START Supplied entries

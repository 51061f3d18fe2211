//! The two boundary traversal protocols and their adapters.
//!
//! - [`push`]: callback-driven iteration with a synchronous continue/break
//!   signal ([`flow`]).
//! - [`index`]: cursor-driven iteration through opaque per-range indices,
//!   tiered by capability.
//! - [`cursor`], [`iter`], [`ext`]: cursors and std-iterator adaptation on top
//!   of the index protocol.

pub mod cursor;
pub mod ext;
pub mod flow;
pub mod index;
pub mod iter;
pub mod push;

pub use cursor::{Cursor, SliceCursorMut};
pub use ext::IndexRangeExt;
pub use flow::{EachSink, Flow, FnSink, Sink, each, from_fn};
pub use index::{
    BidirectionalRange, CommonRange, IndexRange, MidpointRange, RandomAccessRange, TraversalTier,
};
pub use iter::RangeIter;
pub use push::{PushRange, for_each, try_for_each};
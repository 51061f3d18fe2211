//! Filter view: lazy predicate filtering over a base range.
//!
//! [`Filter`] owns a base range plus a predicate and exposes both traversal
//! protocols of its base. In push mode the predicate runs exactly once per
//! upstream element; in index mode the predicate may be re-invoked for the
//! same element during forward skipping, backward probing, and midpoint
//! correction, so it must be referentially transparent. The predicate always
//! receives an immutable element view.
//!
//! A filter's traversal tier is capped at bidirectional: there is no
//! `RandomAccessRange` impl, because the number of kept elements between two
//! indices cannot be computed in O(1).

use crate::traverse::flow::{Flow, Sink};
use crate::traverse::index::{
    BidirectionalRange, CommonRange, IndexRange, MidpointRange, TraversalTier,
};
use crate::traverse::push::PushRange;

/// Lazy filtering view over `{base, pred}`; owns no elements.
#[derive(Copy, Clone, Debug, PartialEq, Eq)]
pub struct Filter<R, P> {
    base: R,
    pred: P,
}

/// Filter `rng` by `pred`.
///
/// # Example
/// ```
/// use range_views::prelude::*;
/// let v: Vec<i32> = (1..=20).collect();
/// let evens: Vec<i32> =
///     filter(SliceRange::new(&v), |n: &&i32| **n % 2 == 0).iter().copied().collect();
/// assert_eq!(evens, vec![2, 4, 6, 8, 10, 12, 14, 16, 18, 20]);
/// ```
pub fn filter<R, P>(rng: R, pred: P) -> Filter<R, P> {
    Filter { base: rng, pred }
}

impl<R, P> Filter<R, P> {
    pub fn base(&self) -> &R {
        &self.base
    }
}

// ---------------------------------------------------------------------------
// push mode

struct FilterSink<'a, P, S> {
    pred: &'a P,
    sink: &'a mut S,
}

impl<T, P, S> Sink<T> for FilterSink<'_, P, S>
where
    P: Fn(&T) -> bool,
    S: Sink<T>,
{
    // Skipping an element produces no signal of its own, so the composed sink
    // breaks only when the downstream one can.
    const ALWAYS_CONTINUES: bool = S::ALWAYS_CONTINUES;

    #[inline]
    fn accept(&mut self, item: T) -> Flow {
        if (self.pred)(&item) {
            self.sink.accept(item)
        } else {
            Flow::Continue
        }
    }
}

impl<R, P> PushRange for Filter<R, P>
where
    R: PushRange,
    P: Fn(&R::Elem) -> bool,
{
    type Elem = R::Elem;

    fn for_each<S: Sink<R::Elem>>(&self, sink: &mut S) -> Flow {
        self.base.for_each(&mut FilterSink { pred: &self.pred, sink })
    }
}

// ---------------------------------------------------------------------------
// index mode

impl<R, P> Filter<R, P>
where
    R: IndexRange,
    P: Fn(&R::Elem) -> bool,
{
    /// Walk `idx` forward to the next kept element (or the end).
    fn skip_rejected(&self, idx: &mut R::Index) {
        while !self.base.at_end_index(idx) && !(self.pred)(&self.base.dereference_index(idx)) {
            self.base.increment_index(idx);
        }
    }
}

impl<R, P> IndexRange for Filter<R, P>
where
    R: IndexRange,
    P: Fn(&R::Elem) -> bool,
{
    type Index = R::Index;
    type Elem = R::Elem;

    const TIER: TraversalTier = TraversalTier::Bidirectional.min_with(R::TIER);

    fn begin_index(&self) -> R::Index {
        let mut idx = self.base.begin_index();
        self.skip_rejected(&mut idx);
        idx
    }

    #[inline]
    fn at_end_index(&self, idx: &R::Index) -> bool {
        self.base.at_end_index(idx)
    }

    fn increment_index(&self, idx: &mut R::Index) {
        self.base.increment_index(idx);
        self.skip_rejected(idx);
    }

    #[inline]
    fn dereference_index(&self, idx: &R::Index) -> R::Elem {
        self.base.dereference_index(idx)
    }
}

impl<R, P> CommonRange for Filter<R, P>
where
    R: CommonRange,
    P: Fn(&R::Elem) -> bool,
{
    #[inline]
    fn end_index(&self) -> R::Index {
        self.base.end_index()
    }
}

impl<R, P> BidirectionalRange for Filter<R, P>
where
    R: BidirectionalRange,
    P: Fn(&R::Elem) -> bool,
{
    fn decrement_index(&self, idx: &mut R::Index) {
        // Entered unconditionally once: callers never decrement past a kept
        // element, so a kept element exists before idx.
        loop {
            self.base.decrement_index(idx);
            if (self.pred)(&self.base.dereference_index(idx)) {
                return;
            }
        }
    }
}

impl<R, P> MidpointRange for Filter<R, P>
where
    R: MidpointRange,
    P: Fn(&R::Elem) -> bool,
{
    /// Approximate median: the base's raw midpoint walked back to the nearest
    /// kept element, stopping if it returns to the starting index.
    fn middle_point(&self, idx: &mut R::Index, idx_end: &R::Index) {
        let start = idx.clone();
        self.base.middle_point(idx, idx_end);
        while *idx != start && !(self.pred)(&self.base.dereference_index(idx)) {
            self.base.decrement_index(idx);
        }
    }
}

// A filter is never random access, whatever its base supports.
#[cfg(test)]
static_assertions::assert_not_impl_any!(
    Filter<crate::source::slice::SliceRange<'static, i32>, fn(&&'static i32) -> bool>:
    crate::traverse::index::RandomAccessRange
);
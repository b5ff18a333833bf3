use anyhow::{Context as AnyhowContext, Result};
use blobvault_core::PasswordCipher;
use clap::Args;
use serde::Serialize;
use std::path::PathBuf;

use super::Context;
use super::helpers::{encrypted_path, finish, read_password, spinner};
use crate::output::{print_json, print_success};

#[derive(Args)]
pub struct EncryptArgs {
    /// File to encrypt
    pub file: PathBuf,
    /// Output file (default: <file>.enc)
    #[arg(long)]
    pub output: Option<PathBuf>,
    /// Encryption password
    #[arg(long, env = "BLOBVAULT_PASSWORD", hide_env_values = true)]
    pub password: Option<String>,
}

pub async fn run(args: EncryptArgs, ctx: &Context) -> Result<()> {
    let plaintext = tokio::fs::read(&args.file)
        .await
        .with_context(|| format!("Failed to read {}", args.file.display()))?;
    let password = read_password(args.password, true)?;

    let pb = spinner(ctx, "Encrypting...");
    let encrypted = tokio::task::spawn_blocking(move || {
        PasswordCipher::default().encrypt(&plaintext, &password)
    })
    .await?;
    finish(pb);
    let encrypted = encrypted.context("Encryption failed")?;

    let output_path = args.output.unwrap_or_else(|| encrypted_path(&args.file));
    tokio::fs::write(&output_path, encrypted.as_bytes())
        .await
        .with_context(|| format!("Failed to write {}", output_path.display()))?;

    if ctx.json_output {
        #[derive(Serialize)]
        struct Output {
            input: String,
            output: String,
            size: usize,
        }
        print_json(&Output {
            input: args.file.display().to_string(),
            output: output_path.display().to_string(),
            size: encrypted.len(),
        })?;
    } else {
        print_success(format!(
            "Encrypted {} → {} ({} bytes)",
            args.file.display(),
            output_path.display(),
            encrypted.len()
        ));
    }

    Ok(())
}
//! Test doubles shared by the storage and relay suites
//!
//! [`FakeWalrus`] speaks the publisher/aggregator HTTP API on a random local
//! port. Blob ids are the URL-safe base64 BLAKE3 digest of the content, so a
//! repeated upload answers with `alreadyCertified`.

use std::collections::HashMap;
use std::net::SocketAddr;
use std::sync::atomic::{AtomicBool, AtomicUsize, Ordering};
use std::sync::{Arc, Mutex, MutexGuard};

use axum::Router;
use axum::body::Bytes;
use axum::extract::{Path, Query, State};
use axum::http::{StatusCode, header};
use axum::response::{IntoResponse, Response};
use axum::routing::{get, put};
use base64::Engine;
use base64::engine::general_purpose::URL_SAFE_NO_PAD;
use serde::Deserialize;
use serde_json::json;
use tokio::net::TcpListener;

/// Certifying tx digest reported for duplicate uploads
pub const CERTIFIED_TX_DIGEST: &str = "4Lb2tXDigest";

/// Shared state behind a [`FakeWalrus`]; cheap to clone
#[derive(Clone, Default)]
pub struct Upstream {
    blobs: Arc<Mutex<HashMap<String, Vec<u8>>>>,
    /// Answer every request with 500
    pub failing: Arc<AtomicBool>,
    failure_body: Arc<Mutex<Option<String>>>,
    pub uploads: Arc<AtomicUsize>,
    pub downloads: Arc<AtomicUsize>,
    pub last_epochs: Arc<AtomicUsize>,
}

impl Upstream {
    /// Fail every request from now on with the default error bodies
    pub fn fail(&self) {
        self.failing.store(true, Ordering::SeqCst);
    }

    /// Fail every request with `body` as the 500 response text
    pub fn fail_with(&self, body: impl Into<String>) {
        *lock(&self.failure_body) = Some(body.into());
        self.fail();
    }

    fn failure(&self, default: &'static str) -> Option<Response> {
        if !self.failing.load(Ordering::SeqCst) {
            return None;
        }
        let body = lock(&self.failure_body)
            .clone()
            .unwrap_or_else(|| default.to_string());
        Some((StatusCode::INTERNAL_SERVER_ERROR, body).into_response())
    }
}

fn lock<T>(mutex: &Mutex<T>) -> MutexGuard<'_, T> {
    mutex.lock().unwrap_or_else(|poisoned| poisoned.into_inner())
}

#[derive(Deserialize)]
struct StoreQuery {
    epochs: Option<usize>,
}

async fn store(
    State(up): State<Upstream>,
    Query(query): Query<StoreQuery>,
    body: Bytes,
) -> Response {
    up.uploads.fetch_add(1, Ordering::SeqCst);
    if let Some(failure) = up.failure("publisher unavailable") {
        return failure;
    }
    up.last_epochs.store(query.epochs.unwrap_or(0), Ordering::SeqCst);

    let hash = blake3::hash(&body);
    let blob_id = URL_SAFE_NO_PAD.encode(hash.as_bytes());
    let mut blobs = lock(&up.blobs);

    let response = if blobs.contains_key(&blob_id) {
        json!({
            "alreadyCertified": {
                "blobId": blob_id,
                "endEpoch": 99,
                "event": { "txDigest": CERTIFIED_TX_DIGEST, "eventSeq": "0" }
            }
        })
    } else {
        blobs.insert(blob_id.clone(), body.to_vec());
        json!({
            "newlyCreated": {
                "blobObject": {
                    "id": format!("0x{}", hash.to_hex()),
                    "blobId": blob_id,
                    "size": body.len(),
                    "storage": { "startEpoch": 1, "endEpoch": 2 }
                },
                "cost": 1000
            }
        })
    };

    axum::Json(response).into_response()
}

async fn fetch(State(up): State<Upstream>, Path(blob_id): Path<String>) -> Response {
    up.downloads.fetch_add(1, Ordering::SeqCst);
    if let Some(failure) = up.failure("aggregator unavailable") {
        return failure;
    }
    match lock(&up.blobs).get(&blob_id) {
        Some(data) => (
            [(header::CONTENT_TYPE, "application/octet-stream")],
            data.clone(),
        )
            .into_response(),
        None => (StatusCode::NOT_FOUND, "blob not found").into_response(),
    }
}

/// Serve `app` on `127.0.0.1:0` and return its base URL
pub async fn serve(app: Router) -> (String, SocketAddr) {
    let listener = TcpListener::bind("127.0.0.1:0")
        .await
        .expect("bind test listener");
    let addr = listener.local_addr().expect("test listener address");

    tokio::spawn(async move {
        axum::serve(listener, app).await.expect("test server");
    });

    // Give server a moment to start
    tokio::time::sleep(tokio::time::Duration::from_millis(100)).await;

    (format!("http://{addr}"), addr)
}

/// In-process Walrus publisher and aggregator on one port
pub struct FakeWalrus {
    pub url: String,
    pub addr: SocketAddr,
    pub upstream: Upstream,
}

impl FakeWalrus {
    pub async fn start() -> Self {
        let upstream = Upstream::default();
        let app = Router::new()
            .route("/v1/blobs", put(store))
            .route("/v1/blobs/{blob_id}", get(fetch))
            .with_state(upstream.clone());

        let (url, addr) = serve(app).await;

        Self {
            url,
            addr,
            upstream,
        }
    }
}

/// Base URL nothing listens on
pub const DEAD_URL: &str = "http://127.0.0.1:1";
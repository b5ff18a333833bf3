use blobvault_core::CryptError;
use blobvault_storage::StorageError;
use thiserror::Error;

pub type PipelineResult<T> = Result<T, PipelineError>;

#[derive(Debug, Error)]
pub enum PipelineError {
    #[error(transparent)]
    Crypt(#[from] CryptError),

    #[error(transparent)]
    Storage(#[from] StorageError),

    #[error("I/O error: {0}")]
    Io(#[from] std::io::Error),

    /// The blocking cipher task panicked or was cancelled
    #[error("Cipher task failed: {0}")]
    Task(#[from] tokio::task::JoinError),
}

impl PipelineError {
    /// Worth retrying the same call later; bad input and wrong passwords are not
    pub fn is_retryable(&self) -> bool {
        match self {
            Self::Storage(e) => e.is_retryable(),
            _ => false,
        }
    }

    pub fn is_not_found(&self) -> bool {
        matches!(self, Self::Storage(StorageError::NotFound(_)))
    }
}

END Supplied entries
START Supplied entries

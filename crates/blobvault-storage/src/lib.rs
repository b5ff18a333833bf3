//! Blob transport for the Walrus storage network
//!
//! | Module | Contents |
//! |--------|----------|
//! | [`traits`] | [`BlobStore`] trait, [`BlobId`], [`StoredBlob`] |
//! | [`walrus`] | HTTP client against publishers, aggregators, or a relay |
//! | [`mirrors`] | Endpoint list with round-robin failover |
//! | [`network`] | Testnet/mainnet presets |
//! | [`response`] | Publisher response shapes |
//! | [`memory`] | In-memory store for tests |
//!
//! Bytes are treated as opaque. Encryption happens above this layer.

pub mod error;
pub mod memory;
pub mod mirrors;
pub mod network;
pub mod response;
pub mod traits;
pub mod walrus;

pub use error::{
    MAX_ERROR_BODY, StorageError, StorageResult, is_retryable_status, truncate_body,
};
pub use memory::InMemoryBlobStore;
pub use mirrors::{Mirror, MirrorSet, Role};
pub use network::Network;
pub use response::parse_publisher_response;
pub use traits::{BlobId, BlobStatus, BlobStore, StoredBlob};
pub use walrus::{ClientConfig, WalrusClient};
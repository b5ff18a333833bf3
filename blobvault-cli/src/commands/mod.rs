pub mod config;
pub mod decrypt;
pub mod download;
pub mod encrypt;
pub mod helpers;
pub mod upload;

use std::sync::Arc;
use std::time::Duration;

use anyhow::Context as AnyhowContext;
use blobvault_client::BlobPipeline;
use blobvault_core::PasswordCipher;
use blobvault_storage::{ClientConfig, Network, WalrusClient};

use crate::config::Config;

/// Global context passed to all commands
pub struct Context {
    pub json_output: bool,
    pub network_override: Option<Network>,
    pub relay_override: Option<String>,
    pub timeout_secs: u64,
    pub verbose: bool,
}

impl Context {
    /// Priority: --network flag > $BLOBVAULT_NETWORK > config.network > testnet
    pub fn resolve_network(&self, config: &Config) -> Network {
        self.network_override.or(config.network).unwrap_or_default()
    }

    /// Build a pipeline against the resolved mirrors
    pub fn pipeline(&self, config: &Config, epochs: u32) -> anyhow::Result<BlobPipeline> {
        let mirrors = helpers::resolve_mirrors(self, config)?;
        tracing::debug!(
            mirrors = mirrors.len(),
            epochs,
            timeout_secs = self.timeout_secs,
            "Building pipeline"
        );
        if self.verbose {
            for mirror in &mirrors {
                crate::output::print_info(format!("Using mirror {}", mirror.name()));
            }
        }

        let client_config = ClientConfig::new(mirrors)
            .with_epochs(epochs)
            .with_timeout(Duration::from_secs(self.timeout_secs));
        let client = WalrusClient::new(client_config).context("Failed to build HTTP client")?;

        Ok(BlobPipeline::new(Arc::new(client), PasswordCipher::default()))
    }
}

END Supplied entries
START Supplied entries

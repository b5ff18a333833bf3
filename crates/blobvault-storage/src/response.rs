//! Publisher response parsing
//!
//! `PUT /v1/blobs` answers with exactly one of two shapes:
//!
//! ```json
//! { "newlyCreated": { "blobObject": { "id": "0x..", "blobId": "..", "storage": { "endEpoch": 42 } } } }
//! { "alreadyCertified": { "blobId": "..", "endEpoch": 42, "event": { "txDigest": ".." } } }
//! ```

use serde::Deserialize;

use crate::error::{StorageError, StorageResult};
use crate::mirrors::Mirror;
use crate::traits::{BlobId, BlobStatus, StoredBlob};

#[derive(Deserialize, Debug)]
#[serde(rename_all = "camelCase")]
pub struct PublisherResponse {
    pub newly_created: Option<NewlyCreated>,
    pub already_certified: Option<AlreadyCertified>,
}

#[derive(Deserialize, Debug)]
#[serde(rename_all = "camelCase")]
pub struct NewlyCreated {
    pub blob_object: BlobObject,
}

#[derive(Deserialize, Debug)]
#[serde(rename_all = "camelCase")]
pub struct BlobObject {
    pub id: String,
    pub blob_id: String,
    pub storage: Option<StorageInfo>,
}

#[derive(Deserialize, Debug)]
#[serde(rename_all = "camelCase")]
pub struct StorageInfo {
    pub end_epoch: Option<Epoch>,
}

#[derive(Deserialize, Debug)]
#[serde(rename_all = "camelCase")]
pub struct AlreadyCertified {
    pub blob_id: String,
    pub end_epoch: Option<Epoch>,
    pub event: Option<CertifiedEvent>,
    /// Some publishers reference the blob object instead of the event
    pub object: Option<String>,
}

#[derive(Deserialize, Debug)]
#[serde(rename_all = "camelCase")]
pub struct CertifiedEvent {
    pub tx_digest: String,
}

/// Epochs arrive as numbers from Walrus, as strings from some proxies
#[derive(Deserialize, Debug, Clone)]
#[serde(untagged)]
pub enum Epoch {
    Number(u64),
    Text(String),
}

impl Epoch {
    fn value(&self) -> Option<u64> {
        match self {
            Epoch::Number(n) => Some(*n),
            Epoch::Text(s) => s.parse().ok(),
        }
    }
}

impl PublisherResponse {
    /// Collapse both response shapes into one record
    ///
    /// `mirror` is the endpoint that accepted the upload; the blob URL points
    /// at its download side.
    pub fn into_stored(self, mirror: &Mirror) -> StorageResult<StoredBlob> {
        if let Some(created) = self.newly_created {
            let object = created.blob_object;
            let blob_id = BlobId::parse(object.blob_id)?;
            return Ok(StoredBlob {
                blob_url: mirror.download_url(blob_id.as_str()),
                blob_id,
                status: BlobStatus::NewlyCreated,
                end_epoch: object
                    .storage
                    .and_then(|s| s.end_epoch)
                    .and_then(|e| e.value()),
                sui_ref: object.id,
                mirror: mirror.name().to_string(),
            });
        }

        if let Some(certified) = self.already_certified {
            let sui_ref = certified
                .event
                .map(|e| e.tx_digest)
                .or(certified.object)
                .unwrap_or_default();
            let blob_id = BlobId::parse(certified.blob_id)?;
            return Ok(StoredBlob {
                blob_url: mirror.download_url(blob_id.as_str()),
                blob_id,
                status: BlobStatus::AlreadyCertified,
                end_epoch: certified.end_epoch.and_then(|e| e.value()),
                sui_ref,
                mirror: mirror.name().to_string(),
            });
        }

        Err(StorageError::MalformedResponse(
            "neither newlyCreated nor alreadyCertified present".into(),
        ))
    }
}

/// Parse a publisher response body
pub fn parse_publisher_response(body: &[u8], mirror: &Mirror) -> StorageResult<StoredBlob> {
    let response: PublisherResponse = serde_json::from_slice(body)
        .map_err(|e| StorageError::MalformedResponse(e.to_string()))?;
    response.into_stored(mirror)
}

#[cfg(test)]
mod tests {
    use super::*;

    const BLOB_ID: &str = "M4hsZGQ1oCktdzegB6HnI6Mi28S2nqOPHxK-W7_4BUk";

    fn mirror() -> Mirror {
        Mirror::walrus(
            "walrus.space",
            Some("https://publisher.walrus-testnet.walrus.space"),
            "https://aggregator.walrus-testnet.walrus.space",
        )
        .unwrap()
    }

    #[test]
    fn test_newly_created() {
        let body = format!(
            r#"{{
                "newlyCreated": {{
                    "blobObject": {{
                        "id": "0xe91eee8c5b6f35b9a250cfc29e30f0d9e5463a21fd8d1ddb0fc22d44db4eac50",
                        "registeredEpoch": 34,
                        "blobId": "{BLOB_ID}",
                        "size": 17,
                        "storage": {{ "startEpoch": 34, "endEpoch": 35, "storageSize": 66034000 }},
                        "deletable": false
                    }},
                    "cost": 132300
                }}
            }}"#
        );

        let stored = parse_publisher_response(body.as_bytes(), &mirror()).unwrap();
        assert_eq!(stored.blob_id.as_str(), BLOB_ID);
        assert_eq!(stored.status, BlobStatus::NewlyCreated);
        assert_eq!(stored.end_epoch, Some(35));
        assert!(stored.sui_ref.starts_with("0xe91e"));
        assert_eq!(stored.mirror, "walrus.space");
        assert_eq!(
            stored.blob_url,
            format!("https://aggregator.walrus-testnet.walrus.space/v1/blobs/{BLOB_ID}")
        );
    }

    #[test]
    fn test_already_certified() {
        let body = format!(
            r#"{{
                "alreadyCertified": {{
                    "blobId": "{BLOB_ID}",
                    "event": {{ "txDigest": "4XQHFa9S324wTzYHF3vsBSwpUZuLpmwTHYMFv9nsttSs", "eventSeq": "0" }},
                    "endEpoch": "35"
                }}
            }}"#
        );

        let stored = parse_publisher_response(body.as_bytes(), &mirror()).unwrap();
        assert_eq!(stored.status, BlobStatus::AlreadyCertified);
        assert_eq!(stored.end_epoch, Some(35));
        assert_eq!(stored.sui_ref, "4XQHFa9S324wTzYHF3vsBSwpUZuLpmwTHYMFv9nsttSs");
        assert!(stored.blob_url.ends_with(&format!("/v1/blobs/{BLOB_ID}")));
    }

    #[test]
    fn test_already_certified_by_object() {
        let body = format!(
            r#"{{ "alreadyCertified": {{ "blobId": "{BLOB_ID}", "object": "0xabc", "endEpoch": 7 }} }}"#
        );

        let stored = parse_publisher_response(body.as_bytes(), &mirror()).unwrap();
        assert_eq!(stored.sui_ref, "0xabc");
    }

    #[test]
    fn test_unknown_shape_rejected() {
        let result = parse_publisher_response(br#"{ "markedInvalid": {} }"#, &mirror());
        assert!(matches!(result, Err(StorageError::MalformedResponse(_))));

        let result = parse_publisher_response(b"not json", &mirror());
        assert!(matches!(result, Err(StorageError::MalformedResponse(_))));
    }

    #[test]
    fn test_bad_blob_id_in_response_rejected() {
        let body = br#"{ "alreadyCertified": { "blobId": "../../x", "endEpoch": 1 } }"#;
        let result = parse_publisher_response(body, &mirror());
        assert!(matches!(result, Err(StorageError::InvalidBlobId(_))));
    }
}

END Supplied entries

Write out every line from the entries where "item" appears.

    fn accept(&mut self, item: T) -> Flow {
        if (self.pred)(&item) {
            self.sink.accept(item)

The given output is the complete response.